Stored items
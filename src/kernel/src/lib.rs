//! MiniOS Kernel
//!
//! A small interactive kernel for 32-bit protected-mode x86.
//!
//! # Architecture
//!
//! The kernel is structured into the following modules:
//! - `trap`: vector table, trap classification, device routing
//! - `keyboard`: scancode set 1 decoder with modifier and lock state
//! - `terminal`: line editor, history and built-in commands
//! - `kernel`: the owned context tying the pipeline together
//! - `display`: text screen over a VGA-style cell buffer
//! - `devices`: 8259 PIC pair and PS/2 controller drivers
//! - `boot`: banner and boot log
//! - `arch`: i386 backend (port I/O, entry stubs, VGA, serial)
//!
//! Everything above `arch` is written against the `minios-hal` traits, so
//! the whole input pipeline runs on the host under `cargo test`.
//!
//! # Safety
//!
//! This is a `#![no_std]` kernel. All unsafe code lives in `arch` and is
//! documented with the invariant it relies on.

#![cfg_attr(not(test), no_std)]
#![warn(missing_docs)]

pub mod arch;
pub mod boot;
pub mod devices;
pub mod display;
pub mod kernel;
pub mod keyboard;
pub mod terminal;
pub mod testutil;
pub mod trap;

/// Initializes core kernel services.
///
/// Called first thing during boot: brings up COM1 and installs the serial
/// logger.
#[cfg(target_arch = "x86")]
pub fn init() {
    if arch::logger::init(log::LevelFilter::Info).is_err() {
        crate::serial_println!("logger already installed");
    }
}
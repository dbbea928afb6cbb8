//! VGA text mode buffer at 0xB8000.

use super::port::outb;
use crate::display::{CellBuffer, ScreenChar, BUFFER_WIDTH};
use core::ptr;

/// VGA text buffer memory-mapped I/O address.
const VGA_BUFFER_ADDR: usize = 0xB8000;

/// CRT controller index and data ports.
const CRTC_INDEX: u16 = 0x3D4;
const CRTC_DATA: u16 = 0x3D5;

const CURSOR_LOCATION_HIGH: u8 = 0x0E;
const CURSOR_LOCATION_LOW: u8 = 0x0F;

/// The VGA text buffer and hardware cursor.
pub struct VgaBuffer {
    base: *mut ScreenChar,
}

// SAFETY: the buffer is plain memory-mapped I/O with no thread affinity; all
// access is serialised by whoever owns the `VgaBuffer`.
unsafe impl Send for VgaBuffer {}

impl VgaBuffer {
    /// The buffer at its fixed physical address.
    pub fn new() -> Self {
        VgaBuffer {
            base: VGA_BUFFER_ADDR as *mut ScreenChar,
        }
    }
}

impl Default for VgaBuffer {
    fn default() -> Self {
        Self::new()
    }
}

impl CellBuffer for VgaBuffer {
    fn read(&self, x: usize, y: usize) -> ScreenChar {
        // SAFETY: callers keep `x` and `y` inside the 80x25 buffer, which is
        // identity mapped.
        unsafe { ptr::read_volatile(self.base.add(y * BUFFER_WIDTH + x)) }
    }

    fn write(&mut self, x: usize, y: usize, cell: ScreenChar) {
        // SAFETY: as for `read`.
        unsafe { ptr::write_volatile(self.base.add(y * BUFFER_WIDTH + x), cell) }
    }

    fn move_cursor(&mut self, x: usize, y: usize) {
        let position = (y * BUFFER_WIDTH + x) as u16;
        outb(CRTC_INDEX, CURSOR_LOCATION_LOW);
        outb(CRTC_DATA, position as u8);
        outb(CRTC_INDEX, CURSOR_LOCATION_HIGH);
        outb(CRTC_DATA, (position >> 8) as u8);
    }
}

- WHAT THIS TASK INVOLVES
The word to find is "with". Copy every line of the records that holds it.

- EXERCISE RESULT
//! - `keyboard`: scancode set 1 decoder with modifier and lock state
//! documented with the invariant it relies on.
// SAFETY: the buffer is plain memory-mapped I/O with no thread affinity; all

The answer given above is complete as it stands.